Henri Ossebi, pour qui « la praxis, l’action restent une priorité par rapport à la poésie », reconnaît la portée messianique de Frantz Fanon et de Léon-Gontran Damas, deux auteurs, qui ont dénoncé « la singerie langagière du Blanc ». Pour Daniel Delas, Léon-Gontran Damas fut double, « un grand pasteur, un grand voyageur, à l’aspect tragique et humain », habité d’un « humour à la Prévert, jubilant dans le maniement des mots et tombant parfois dans une sorte de désespoir », mais aussi un « Léon-Gontran Damas gai, à l’écriture politique jazzée, improvisée, actuelle ».

Il faut rappeler que 2011 est l’Année des Outre-Mer.
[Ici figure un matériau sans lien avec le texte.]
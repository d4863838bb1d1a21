//! Engine configuration.
//!
//! Loaded from TOML, then optionally overridden from `GAUNTLET_*`
//! environment variables, then validated.
//!
//! ```toml
//! max_attempts = 3
//! judge_epsilon = 0.02
//! evaluation_mode = "full"
//!
//! [[backends]]
//! provider = "anthropic"
//! model = "claude"
//! timeout_secs = 120
//!
//! [commands]
//! anthropic = ["./bin/ask-anthropic"]
//!
//! [[evaluators]]
//! kind = "non_empty"
//! ```

use std::collections::{BTreeMap, HashSet};
use std::path::{Path, PathBuf};
use std::sync::Arc;

use serde::{Deserialize, Serialize};

use crate::backend::{BackendConfig, BackendExecutor, DEFAULT_TIMEOUT_SECS};
use crate::emitter::EmitterConfig;
use crate::evaluator::{EvaluationMode, EvaluatorRegistry, EvaluatorSpec};
use crate::feedback::DEFAULT_MAX_ATTEMPTS;
use crate::judge::{Judge, JudgeBackend, Judges, ModelJudge, SelfReportJudge, DEFAULT_EPSILON};

pub const ENV_MAX_ATTEMPTS: &str = "GAUNTLET_MAX_ATTEMPTS";
pub const ENV_JUDGE_EPSILON: &str = "GAUNTLET_JUDGE_EPSILON";
pub const ENV_EVALUATION_MODE: &str = "GAUNTLET_EVALUATION_MODE";

/// Errors from loading or validating configuration.
#[derive(Debug, thiserror::Error)]
pub enum ConfigError {
    #[error("failed to read config {path}: {source}")]
    Io {
        path: PathBuf,
        #[source]
        source: std::io::Error,
    },

    #[error("failed to parse config: {0}")]
    Parse(#[from] toml::de::Error),

    #[error("invalid config: {0}")]
    Invalid(String),

    #[error("invalid value {value:?} for {var}")]
    Env { var: String, value: String },
}

/// Result type for configuration operations.
pub type Result<T> = std::result::Result<T, ConfigError>;

/// How a judge scores candidates.
#[derive(Debug, Clone, Default, Serialize, Deserialize, PartialEq)]
#[serde(tag = "kind", rename_all = "snake_case")]
pub enum JudgeSpec {
    /// Candidates' own confidence reports
    #[default]
    SelfReport,
    /// A model backend grades the candidates
    Model {
        provider: String,
        model: String,
        #[serde(default = "default_timeout_secs")]
        timeout_secs: u64,
    },
}

fn default_timeout_secs() -> u64 {
    DEFAULT_TIMEOUT_SECS
}

impl JudgeSpec {
    pub fn build(&self, name: &str, epsilon: f64, backend: Arc<dyn BackendExecutor>) -> Judge {
        let scorer: Arc<dyn JudgeBackend> = match self {
            Self::SelfReport => Arc::new(SelfReportJudge),
            Self::Model {
                provider,
                model,
                timeout_secs,
            } => Arc::new(ModelJudge::new(
                backend,
                BackendConfig::new(provider, model).with_timeout_secs(*timeout_secs),
            )),
        };
        Judge::new(name, scorer).with_epsilon(epsilon)
    }
}

fn default_max_attempts() -> u32 {
    DEFAULT_MAX_ATTEMPTS
}

fn default_epsilon() -> f64 {
    DEFAULT_EPSILON
}

/// Top-level engine configuration.
#[derive(Debug, Clone, Serialize, Deserialize, PartialEq)]
pub struct EngineConfig {
    #[serde(default = "default_max_attempts")]
    pub max_attempts: u32,
    #[serde(default = "default_epsilon")]
    pub judge_epsilon: f64,
    #[serde(default)]
    pub evaluation_mode: EvaluationMode,
    #[serde(default)]
    pub backends: Vec<BackendConfig>,
    #[serde(default)]
    pub events: EmitterConfig,
    #[serde(default)]
    pub evaluators: Vec<EvaluatorSpec>,
    /// provider -> argv for the process backend
    #[serde(default)]
    pub commands: BTreeMap<String, Vec<String>>,
    /// Default judge
    #[serde(default)]
    pub judge: JudgeSpec,
    /// Judges a branch may select by name
    #[serde(default)]
    pub judges: BTreeMap<String, JudgeSpec>,
    #[serde(default)]
    pub workspace_root: Option<PathBuf>,
}

impl Default for EngineConfig {
    fn default() -> Self {
        Self {
            max_attempts: DEFAULT_MAX_ATTEMPTS,
            judge_epsilon: DEFAULT_EPSILON,
            evaluation_mode: EvaluationMode::default(),
            backends: Vec::new(),
            events: EmitterConfig::default(),
            evaluators: Vec::new(),
            commands: BTreeMap::new(),
            judge: JudgeSpec::default(),
            judges: BTreeMap::new(),
            workspace_root: None,
        }
    }
}

impl EngineConfig {
    /// Read and parse a TOML file. Does not apply overrides or validate.
    pub fn load(path: impl AsRef<Path>) -> Result<Self> {
        let path = path.as_ref();
        let text = std::fs::read_to_string(path).map_err(|source| ConfigError::Io {
            path: path.to_path_buf(),
            source,
        })?;
        Self::from_toml_str(&text)
    }

    pub fn from_toml_str(text: &str) -> Result<Self> {
        Ok(toml::from_str(text)?)
    }

    /// Apply `GAUNTLET_*` overrides from the process environment.
    pub fn apply_env_overrides(&mut self) -> Result<()> {
        self.apply_overrides_from(|var| std::env::var(var).ok())
    }

    /// Apply overrides from an arbitrary lookup.
    pub fn apply_overrides_from<F>(&mut self, lookup: F) -> Result<()>
    where
        F: Fn(&str) -> Option<String>,
    {
        let invalid = |var: &str, value: &str| ConfigError::Env {
            var: var.to_string(),
            value: value.to_string(),
        };

        if let Some(value) = lookup(ENV_MAX_ATTEMPTS) {
            self.max_attempts = value
                .trim()
                .parse()
                .map_err(|_| invalid(ENV_MAX_ATTEMPTS, &value))?;
        }
        if let Some(value) = lookup(ENV_JUDGE_EPSILON) {
            self.judge_epsilon = value
                .trim()
                .parse()
                .map_err(|_| invalid(ENV_JUDGE_EPSILON, &value))?;
        }
        if let Some(value) = lookup(ENV_EVALUATION_MODE) {
            self.evaluation_mode = value
                .trim()
                .parse()
                .map_err(|_| invalid(ENV_EVALUATION_MODE, &value))?;
        }
        Ok(())
    }

    pub fn validate(&self) -> Result<()> {
        if self.max_attempts == 0 {
            return Err(ConfigError::Invalid("max_attempts must be at least 1".into()));
        }
        if !(0.0..=1.0).contains(&self.judge_epsilon) {
            return Err(ConfigError::Invalid(format!(
                "judge_epsilon {} is outside [0, 1]",
                self.judge_epsilon
            )));
        }
        if self.backends.is_empty() {
            return Err(ConfigError::Invalid("at least one backend is required".into()));
        }

        let mut seen = HashSet::new();
        for backend in &self.backends {
            if !seen.insert(backend.key()) {
                return Err(ConfigError::Invalid(format!("duplicate backend {}", backend.key())));
            }
            if backend.timeout_secs == 0 {
                return Err(ConfigError::Invalid(format!(
                    "backend {} has a zero timeout",
                    backend.key()
                )));
            }
        }

        if self.events.max_buffered_events == 0 || self.events.channel_capacity == 0 {
            return Err(ConfigError::Invalid(
                "events.max_buffered_events and events.channel_capacity must be positive".into(),
            ));
        }
        Ok(())
    }

    /// The default judge plus every named judge.
    pub fn build_judges(&self, backend: Arc<dyn BackendExecutor>) -> Judges {
        let mut judges = Judges::new(self.judge.build("default", self.judge_epsilon, Arc::clone(&backend)));
        for (name, spec) in &self.judges {
            judges = judges.with_named(spec.build(name, self.judge_epsilon, Arc::clone(&backend)));
        }
        judges
    }

    /// Instantiate every configured evaluator in declaration order.
    pub fn build_evaluators(&self, backend: Arc<dyn BackendExecutor>) -> Result<EvaluatorRegistry> {
        let mut registry = EvaluatorRegistry::new();
        for spec in &self.evaluators {
            registry.register(spec.build(Arc::clone(&backend))?, spec.scope());
        }
        Ok(registry)
    }
}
Elle doit éclairer la réalité des outre-mer français, au-delà des clichés, « leur résistance aux cyclones de l’histoire, comme la traite négrière, loin des images de victimes passives de l’histoire et de la géographie », a déclaré Daniel Maximin, le commissaire en charge de la manifestation.

Daniel Maximin a tenu « à raconter l’histoire du point de vue des résistants antillais, qui ont fait de la lutte contre l’esclavage une histoire universelle et non raciale. » Hommage sera donc rendu cette année à l’ensemble des écrivains de la négritude.
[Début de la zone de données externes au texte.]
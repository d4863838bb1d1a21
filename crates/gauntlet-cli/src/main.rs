//! Gauntlet CLI
//!
//! The `gauntlet` command runs a sprint's phases against the backends in a
//! TOML config and streams the sprint's events to stdout as JSON lines.
//!
//! ## Commands
//!
//! - `run`: execute phases in order and print the final report
//! - `validate-config`: load, override and validate a config file

use std::io::Write;
use std::path::{Path, PathBuf};
use std::sync::{Arc, Mutex};

use anyhow::{Context, Result};
use async_trait::async_trait;
use clap::{Parser, Subcommand};
use gauntlet_core::metrics::METRICS;
use gauntlet_core::{
    CancelSignal, CandidateExecutor, CommandBackend, DirWorkspaceProvider, EngineConfig, Event,
    EventEmitter, ObserverTransport, PhaseStateMachine, SprintReport, SprintRunner,
};
use gauntlet_state::{MemoryCheckpointStore, MemoryRecordStore, MemorySequenceCounter};
use tracing::{info, warn, Level};

#[derive(Parser)]
#[command(name = "gauntlet")]
#[command(version = gauntlet_core::VERSION)]
#[command(about = "Run competing model backends through judged, evaluated phases", long_about = None)]
struct Cli {
    /// Enable verbose output
    #[arg(short, long, global = true)]
    verbose: bool,

    /// Emit JSON-formatted log lines
    #[arg(long, global = true)]
    json: bool,

    #[command(subcommand)]
    command: Commands,
}

#[derive(Subcommand)]
enum Commands {
    /// Run phases for a sprint
    Run {
        /// Path to the engine config (TOML)
        #[arg(short, long, env = "GAUNTLET_CONFIG")]
        config: PathBuf,

        /// Sprint identifier, also the event room
        #[arg(short, long, default_value = "sprint")]
        sprint: String,

        /// What the sprint should achieve
        #[arg(short, long)]
        goal: String,

        /// Phase to run; repeat for several, executed in order
        #[arg(short, long = "phase", required = true)]
        phases: Vec<String>,

        /// Provision a workspace directory per sprint under this root
        #[arg(long)]
        workspace_root: Option<PathBuf>,

        /// Do not stream events to stdout
        #[arg(long)]
        quiet_events: bool,
    },

    /// Check a config file without running anything
    ValidateConfig {
        /// Path to the engine config (TOML)
        #[arg(short, long, env = "GAUNTLET_CONFIG")]
        config: PathBuf,
    },
}

#[tokio::main]
async fn main() -> Result<()> {
    let cli = Cli::parse();

    let level = if cli.verbose { Level::DEBUG } else { Level::INFO };
    gauntlet_core::telemetry::init_tracing(cli.json, level);

    match cli.command {
        Commands::Run {
            config,
            sprint,
            goal,
            phases,
            workspace_root,
            quiet_events,
        } => {
            let config = load_config(&config)?;
            let cancel = CancelSignal::new();
            let on_interrupt = cancel.clone();
            tokio::spawn(async move {
                if tokio::signal::ctrl_c().await.is_ok() {
                    warn!("interrupt received, cancelling sprint");
                    on_interrupt.cancel();
                }
            });

            let events: Option<Box<dyn Write + Send>> = if quiet_events {
                None
            } else {
                Some(Box::new(std::io::stdout()))
            };
            let report = cmd_run(
                &config,
                &sprint,
                &goal,
                &phases,
                workspace_root.as_deref(),
                events,
                &cancel,
            )
            .await;
            METRICS.flush();
            let report = report?;

            println!("{}", serde_json::to_string_pretty(&report)?);
            match &report.failure {
                None => Ok(()),
                Some(failure) => anyhow::bail!("sprint {} failed: {}", report.sprint_id, failure.reason),
            }
        }
        Commands::ValidateConfig { config } => {
            let config = load_config(&config)?;
            println!(
                "✓ config ok: {} backend(s), {} evaluator(s), {} named judge(s), max_attempts={}",
                config.backends.len(),
                config.evaluators.len(),
                config.judges.len(),
                config.max_attempts
            );
            Ok(())
        }
    }
}

/// Load a config file, apply `GAUNTLET_*` overrides and validate it.
fn load_config(path: &Path) -> Result<EngineConfig> {
    let mut config =
        EngineConfig::load(path).with_context(|| format!("Failed to load config {}", path.display()))?;
    config
        .apply_env_overrides()
        .context("Invalid environment override")?;
    config
        .validate()
        .with_context(|| format!("Invalid config {}", path.display()))?;
    Ok(config)
}

/// Wire a runner from `config` and execute `phases` for `sprint_id`.
///
/// When `events` is set, every event of the sprint's room is written to it
/// as one JSON object per line, in sequence order.
async fn cmd_run(
    config: &EngineConfig,
    sprint_id: &str,
    goal: &str,
    phases: &[String],
    workspace_root: Option<&Path>,
    events: Option<Box<dyn Write + Send>>,
    cancel: &CancelSignal,
) -> Result<SprintReport> {
    let backend = Arc::new(CommandBackend::new(config.commands.clone()));
    for b in &config.backends {
        if !config.commands.contains_key(&b.provider) {
            warn!(provider = %b.provider, "no command configured; its candidates will fail");
        }
    }

    let records = Arc::new(MemoryRecordStore::new());
    records.insert_sprint(sprint_id, goal).await;
    let emitter = Arc::new(EventEmitter::new(
        Arc::new(MemorySequenceCounter::new()),
        config.events.clone(),
    ));
    let evaluators = config
        .build_evaluators(backend.clone())
        .context("Failed to build evaluators")?;

    let mut runner = SprintRunner::new(
        records,
        Arc::new(MemoryCheckpointStore::new()),
        Arc::clone(&emitter),
        Arc::new(CandidateExecutor::new(backend.clone())),
        config.backends.clone(),
        config.build_judges(backend),
        Arc::new(evaluators),
    )
    .with_machine(PhaseStateMachine::new(config.max_attempts, config.evaluation_mode));
    if let Some(root) = workspace_root.or(config.workspace_root.as_deref()) {
        std::fs::create_dir_all(root)
            .with_context(|| format!("Failed to create workspace root {}", root.display()))?;
        runner = runner.with_workspaces(Arc::new(DirWorkspaceProvider::new(root)));
    }

    let forwarder = match events {
        Some(out) => {
            let observer = Arc::new(JsonLinesObserver::new("stdout", out));
            Some(emitter.attach_observer(sprint_id, 0, observer).await)
        }
        None => None,
    };

    info!(sprint = %sprint_id, phases = phases.len(), "starting sprint");
    let report = runner.run(sprint_id, phases, cancel).await;

    emitter.close_room(sprint_id).await;
    if let Some(forwarder) = forwarder {
        forwarder.await.context("Event forwarder panicked")?;
    }
    Ok(report?)
}

/// Writes each event as one JSON line.
struct JsonLinesObserver {
    id: String,
    out: Mutex<Box<dyn Write + Send>>,
}

impl JsonLinesObserver {
    fn new(id: impl Into<String>, out: Box<dyn Write + Send>) -> Self {
        Self {
            id: id.into(),
            out: Mutex::new(out),
        }
    }
}

#[async_trait]
impl ObserverTransport for JsonLinesObserver {
    fn id(&self) -> &str {
        &self.id
    }

    async fn deliver(&self, event: &Event) -> Result<()> {
        let line = serde_json::to_string(event)?;
        let mut out = self
            .out
            .lock()
            .map_err(|_| anyhow::anyhow!("event writer lock poisoned"))?;
        writeln!(out, "{line}")?;
        out.flush()?;
        Ok(())
    }
}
« Le psychanalyste du colonialisme », Frantz Fanon est né le 6 juillet 1925 à Fort-de-France en Martinique avant d’embrasser la carrière algérienne et d’en faire sa terre d’adoption. Fervent combattant anti-colonialiste, Frantz Fanon a marqué le xxe siècle par sa pensée et son action. Le père des Damnés de la terre, sera emporté par une leucémie à l’âge de 36 ans, le 6 décembre 1961. Avec la mondialisation, sa pensée révolutionnaire est d’actualité.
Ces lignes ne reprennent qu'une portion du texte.